Ветер трепал последние листья каштанов. Собранная в кучку листва вновь начала разлетаться по поляне, застревая в розовых кустах и живой изгороди.

— Такой потрясающий вид, весной…

— Откуда у тебя этот свитер?

— Он практически новый.

— Такое впечатление, что его вязали для горноспасателей.

— Мне идет оранжевый. Посмотри-ка, это я. — Эвелин показала на полароидный снимок. — Красивая у тебя жена, правда? Пока еще никто ничего не заметил. — Она погладила себя по животу.

— Да вроде рановато еще.

— Все равно, по лицу и вообще, у некоторых сразу заметно. Дарю.

— Спасибо, — сказал Адам и взял фотографию.

На ветку за окном села сорока.

— Тебе здесь совсем не нравится?

— Что значит нравится…

— А сколько времени?

— Три минуты пятого.

— Сделать чаю? Или кофе? Когда у нас будет немного денег, мы для начала купим себе настоящий сервиз: может быть, китайский какой-нибудь, типа того, что Марек Кате подарил. — Эвелин поцеловала Адама в щеку и села за стол. — Я куплю еще несколько альбомов.

— Зачем?

— Кто знает, вдруг они скоро подорожают. Габриэла одолжила бы нам свой фотоаппарат — фотографии получаются, как гравюры.

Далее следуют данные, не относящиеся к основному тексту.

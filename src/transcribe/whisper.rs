use std::path::Path;
use std::process::Command;

use async_trait::async_trait;
use serde::{Deserialize, Serialize};
use tracing::{debug, info};

use crate::config::TranscriberConfig;
use crate::error::{BisubError, Result};
use crate::segment::RawSegment;
use super::Transcriber;

/// Whisper JSON output document. Only the segment list matters here; the
/// recognizer's own metadata is passed through untouched.
#[derive(Debug, Clone, Serialize, Deserialize)]
pub struct WhisperOutput {
    pub segments: Vec<RawSegment>,
    pub language: Option<String>,
}

/// Recognizer implementation shelling out to an OpenAI-Whisper-style CLI
/// that writes a JSON transcript next to the audio file name.
pub struct WhisperTranscriber {
    config: TranscriberConfig,
}

impl WhisperTranscriber {
    pub fn new(config: TranscriberConfig) -> Self {
        Self { config }
    }

    /// Check that the whisper binary responds on this machine.
    pub fn check_availability(&self) -> Result<()> {
        let output = Command::new(&self.config.binary_path)
            .arg("--help")
            .output()
            .map_err(|e| {
                BisubError::Transcribe(format!(
                    "whisper command '{}' not found: {}",
                    self.config.binary_path, e
                ))
            })?;

        if output.status.success() {
            info!("Whisper binary '{}' is available", self.config.binary_path);
            Ok(())
        } else {
            let stderr = String::from_utf8_lossy(&output.stderr);
            Err(BisubError::Transcribe(format!(
                "Whisper binary '{}' is not usable: {}",
                self.config.binary_path, stderr
            )))
        }
    }
}

#[async_trait]
impl Transcriber for WhisperTranscriber {
    async fn transcribe(&self, audio_path: &Path, language: Option<&str>) -> Result<Vec<RawSegment>> {
        if !audio_path.exists() {
            return Err(BisubError::FileNotFound(audio_path.display().to_string()));
        }

        info!(
            "Transcribing {} with whisper model '{}'",
            audio_path.display(),
            self.config.model
        );

        // Whisper writes its JSON next to the audio stem inside --output_dir.
        let temp_dir = tempfile::tempdir()
            .map_err(|e| BisubError::Transcribe(format!("Failed to create temp directory: {}", e)))?;
        let output_dir = temp_dir.path();

        let mut cmd = Command::new(&self.config.binary_path);
        cmd.arg(audio_path)
            .arg("--model")
            .arg(&self.config.model)
            .arg("--output_dir")
            .arg(output_dir)
            .arg("--output_format")
            .arg("json");

        if let Some(lang) = language {
            cmd.arg("--language").arg(lang);
        }

        debug!("Running whisper command: {:?}", cmd);

        let output = cmd
            .output()
            .map_err(|e| BisubError::Transcribe(format!("Failed to execute whisper: {}", e)))?;

        if !output.status.success() {
            let stderr = String::from_utf8_lossy(&output.stderr);
            return Err(BisubError::Transcribe(format!(
                "Whisper transcription failed: {}",
                stderr
            )));
        }

        let audio_stem = audio_path
            .file_stem()
            .ok_or_else(|| BisubError::Transcribe("Invalid audio filename".to_string()))?;
        let json_file = output_dir.join(format!("{}.json", audio_stem.to_string_lossy()));

        if !json_file.exists() {
            return Err(BisubError::Transcribe(
                "Whisper JSON output file not found".to_string(),
            ));
        }

        let json_content = std::fs::read_to_string(&json_file)
            .map_err(|e| BisubError::Transcribe(format!("Failed to read JSON output: {}", e)))?;

        let whisper_output = parse_whisper_output(&json_content)?;

        info!(
            "Transcription produced {} segments (language: {})",
            whisper_output.segments.len(),
            whisper_output.language.as_deref().unwrap_or("unknown")
        );

        Ok(whisper_output.segments)
    }
}

fn parse_whisper_output(json_content: &str) -> Result<WhisperOutput> {
    serde_json::from_str(json_content)
        .map_err(|e| BisubError::Transcribe(format!("Failed to parse whisper JSON: {}", e)))
}
// Transcription seam
//
// The speech recognizer is an external collaborator: given an audio path it
// returns ordered, timed transcript segments. The trait keeps the pipeline
// independent of the recognizer binary; the one implementation shells out to
// an OpenAI-Whisper-style CLI.

pub mod whisper;

use async_trait::async_trait;
use std::path::Path;

pub use whisper::WhisperTranscriber;
use crate::error::Result;
use crate::segment::RawSegment;

/// Produce the ordered segment sequence for an audio file.
#[async_trait]
pub trait Transcriber: Send + Sync {
    async fn transcribe(&self, audio_path: &Path, language: Option<&str>) -> Result<Vec<RawSegment>>;
}
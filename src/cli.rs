use clap::{Parser, Subcommand};
use std::path::PathBuf;

#[derive(Parser)]
#[command(author, version, about, long_about = None)]
pub struct Args {
    /// Enable verbose logging
    #[arg(short, long)]
    pub verbose: bool,

    /// Configuration file path
    #[arg(short, long)]
    pub config: Option<PathBuf>,

    #[command(subcommand)]
    pub command: Commands,
}

#[derive(Subcommand)]
pub enum Commands {
    /// Generate a bilingual SRT subtitle file from an audio recording
    Generate {
        /// Input audio file
        #[arg(short, long)]
        input: PathBuf,

        /// Output subtitle file (defaults to <stem>_<target>.srt next to the input)
        #[arg(short, long)]
        output: Option<PathBuf>,

        /// Source language code override
        #[arg(long)]
        source_lang: Option<String>,

        /// Target language code override
        #[arg(long)]
        target_lang: Option<String>,
    },

    /// Generate bilingual subtitles for every audio file in a directory
    Batch {
        /// Input directory containing audio files
        #[arg(short, long)]
        input_dir: PathBuf,

        /// Output directory for subtitle files
        #[arg(short, long)]
        output_dir: Option<PathBuf>,

        /// Target language code override
        #[arg(long)]
        target_lang: Option<String>,
    },

    /// Transcribe audio to a monolingual SRT file without translation
    Transcribe {
        /// Input audio file
        #[arg(short, long)]
        input: PathBuf,

        /// Output subtitle file
        #[arg(short, long)]
        output: PathBuf,

        /// Source language hint
        #[arg(short, long)]
        language: Option<String>,
    },
}
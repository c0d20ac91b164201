use thiserror::Error;

#[derive(Error, Debug)]
pub enum BisubError {
    #[error("IO error: {0}")]
    Io(#[from] std::io::Error),

    #[error("JSON serialization error: {0}")]
    Json(#[from] serde_json::Error),

    #[error("TOML parsing error: {0}")]
    Toml(#[from] toml::de::Error),

    #[error("HTTP request error: {0}")]
    Http(#[from] reqwest::Error),

    #[error("Transcription error: {0}")]
    Transcribe(String),

    #[error("Translation error: {0}")]
    Translation(String),

    #[error("Invalid segment: {0}")]
    Segment(String),

    #[error("Configuration error: {0}")]
    Config(String),

    #[error("File not found: {0}")]
    FileNotFound(String),
}

pub type Result<T> = std::result::Result<T, BisubError>;
//! Bisub - Bilingual Subtitle Generation
//!
//! Entry point for the bisub application: transcribes spoken audio with a
//! whisper recognizer, translates each segment with the Microsoft Translator
//! API, and writes bilingual SRT subtitle files.

use anyhow::Result;
use clap::Parser;
use tracing::{error, info, Level};
use tracing_appender::{non_blocking, rolling};
use tracing_subscriber::{fmt, layer::SubscriberExt, util::SubscriberInitExt, EnvFilter};

use bisub::cli::{Args, Commands};
use bisub::config::Config;
use bisub::workflow::Workflow;

#[tokio::main]
async fn main() -> Result<()> {
    let args = Args::parse();

    setup_logging(args.verbose)?;
    info!("Starting bisub - bilingual subtitle generation");

    let mut config = match &args.config {
        Some(config_path) => Config::from_file(config_path)?,
        None => {
            if std::path::Path::new("config.toml").exists() {
                info!("Found config.toml in current directory, loading...");
                Config::from_file("config.toml")?
            } else {
                Config::default()
            }
        }
    };

    config.translator.apply_env_overrides();

    if let Err(e) = run_command(args.command, config).await {
        error!("Run failed: {}", e);
        return Err(e.into());
    }

    info!("bisub completed successfully");
    Ok(())
}

async fn run_command(command: Commands, mut config: Config) -> bisub::error::Result<()> {
    match command {
        Commands::Generate {
            input,
            output,
            source_lang,
            target_lang,
        } => {
            if let Some(lang) = source_lang {
                config.translator.source_lang = lang;
            }
            if let Some(lang) = target_lang {
                config.translator.target_lang = lang;
            }

            // Missing credentials are fatal before any processing begins.
            config.translator.validate()?;

            let workflow = Workflow::new(config);
            workflow.generate(&input, output).await?;
        }
        Commands::Batch {
            input_dir,
            output_dir,
            target_lang,
        } => {
            if let Some(lang) = target_lang {
                config.translator.target_lang = lang;
            }

            config.translator.validate()?;

            let workflow = Workflow::new(config);
            workflow.generate_batch(&input_dir, output_dir).await?;
        }
        Commands::Transcribe {
            input,
            output,
            language,
        } => {
            let workflow = Workflow::new(config);
            workflow
                .transcribe_only(&input, &output, language.as_deref())
                .await?;
        }
    }

    Ok(())
}

/// Setup logging to both console and a daily-rolling file under .bisub/log
fn setup_logging(verbose: bool) -> Result<()> {
    let log_dir = std::env::current_dir()?.join(".bisub").join("log");
    std::fs::create_dir_all(&log_dir)?;

    let file_appender = rolling::daily(&log_dir, "bisub.log");
    let (non_blocking_file, guard) = non_blocking(file_appender);
    // Keep the guard alive for the duration of the program
    std::mem::forget(guard);

    let log_level = if verbose { Level::DEBUG } else { Level::INFO };

    let console_layer = fmt::layer().with_target(false);

    let file_layer = fmt::layer()
        .with_writer(non_blocking_file)
        .with_target(false)
        .with_ansi(false);

    tracing_subscriber::registry()
        .with(EnvFilter::from_default_env().add_directive(log_level.into()))
        .with(console_layer)
        .with(file_layer)
        .try_init()
        .map_err(|e| anyhow::anyhow!("Failed to initialize logging: {}", e))?;

    Ok(())
}
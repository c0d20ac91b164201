use std::io::Write;

use tracing::{info, warn};

use crate::error::Result;
use crate::segment::{RawSegment, TranscriptSegment};
use crate::subtitle::SubtitleCue;
use crate::translate::Translator;

/// Drives the segment-to-subtitle pipeline: validates each recognizer record
/// in input order, translates it with the fail-soft fallback, and streams one
/// complete cue block per segment to the sink.
pub struct SubtitlePipeline {
    translator: Box<dyn Translator>,
}

impl SubtitlePipeline {
    pub fn new(translator: Box<dyn Translator>) -> Self {
        Self { translator }
    }

    /// Process segments sequentially and return the number of cues written.
    ///
    /// Each cue is written as one block and flushed before the next segment
    /// is processed, so an interrupted run never leaves a partial cue behind
    /// the last flush. Translation failures fall back to the source text and
    /// never abort the run; malformed segment data and sink write failures
    /// do, leaving previously flushed cues in place.
    pub async fn run<W: Write>(&self, segments: &[RawSegment], sink: &mut W) -> Result<usize> {
        let total = segments.len();
        info!("Starting subtitle pipeline for {} segments", total);

        for (idx, raw) in segments.iter().enumerate() {
            let index = idx + 1;
            let segment = TranscriptSegment::from_raw(index, raw)?;

            info!("┌─ Translating segment {}/{} ────────", index, total);
            info!("│ Source: {}", segment.text);

            let translated = match self.translator.translate_text(&segment.text).await {
                Ok(translation) => {
                    info!("│ Target: {}", translation);
                    translation
                }
                Err(e) => {
                    warn!("│ Failed, keeping source text: {}", e);
                    segment.text.clone()
                }
            };
            info!("└─────────────────────────────────────");

            let cue = SubtitleCue::new(index, &segment, translated);
            sink.write_all(cue.to_block().as_bytes())?;
            sink.flush()?;
        }

        info!("Pipeline completed, {} cues written", total);
        Ok(total)
    }
}
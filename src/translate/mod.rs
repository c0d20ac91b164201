// Translation seam
//
// The pipeline talks to a `Translator` trait object so that the remote
// service can be replaced in tests. One production implementation exists:
// the Microsoft Translator v3 REST API client.

pub mod azure;

use async_trait::async_trait;

pub use azure::AzureTranslator;
use crate::error::Result;

/// A single remote translation call. One attempt per invocation, bounded by
/// the client timeout; no retries. Failures carry their cause so the caller
/// can decide on the fallback.
#[async_trait]
pub trait Translator: Send + Sync {
    async fn translate_text(&self, text: &str) -> Result<String>;
}
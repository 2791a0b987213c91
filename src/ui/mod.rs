pub mod logger;
pub mod progress;

pub use logger::{Logger, Verbosity};
pub use progress::FileProgress;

А когда родится наш карапуз…

— Пожалуйста, не говори «карапуз», «карапуз» — ужасное слово.

— Когда родится наш ребенок, я хочу завести альбом, на каждый год — по альбому.

— До этого еще далеко. Думай лучше об учебе. У вас не бывает домашних заданий?

— Я их в библиотеке делаю.

Эвелин принялась листать альбом с моделями Адама.

— Здорово, что ты собрал все фотографии. Не знаю, смогла бы я. Наверное, я бы убежала. Зачем-то они их еще и порвали, это ж сколько надо было сил потратить! Я бы их выпорола, этих свиней! У меня прямо в глазах начинает рябить, когда я об этом думаю. Но ты знаешь, если у наших там действительно получится, через пару лет стоило бы подумать, может, нам…

— Вернуться? К соседям, которые украли мой велосипед, которые все у нас украли и разбили на мелкие кусочки?!

— Соседям? Как это соседям?

— Я же видел, что он стоял около дома Кауфманов. Это был мой велосипед.

— Ты думаешь, это они порвали фотографии? Я в это не верю!

— Или просто смотрели и не вмешивались.

— А если продать?

— Дом? Да что это даст — все равно он теперь ничего не стоит. Ты же сама слышала, один к десяти, через две недели будут менять один к пятнадцати, дальше так и пойдет. Если б я сейчас не поменял деньги, они бы скоро вообще обесценились.

— Тебе бы надо там что-нибудь покупать, а тут продавать. Украшения или хрусталь, старые монеты и сундуки, вообще всякий антиквариат.

— Особенно украшения — поздравляю, для этого тебе лучше поискать другого мужа.

— Тебе бы это было раз плюнуть.

— Я уже и так иду штопальщиком работать.

Адам снова выглянул в окно, в сад. Эвелин рассматривала фотографии.

— Ты же мог бы шить мне модель за моделью, а я бы их носила, я — твой манекен. Это сработает, как только они это увидят.

— Все зависит от типажа, от походки, от фигуры…

— Все равно. Если ты будешь представлять работы, а я буду тебя сопровождать. Или ты создашь для меня новую коллекцию, для меня с животом. Ты же такого еще никогда не делал, а?

— Ох, Эви, что ты болтаешь.

— Ты только представь себе: начало июня, солнце, голубое небо, все в зелени, горы — наш ребенок придет в прекрасный мир, в самый прекрасный из всех миров.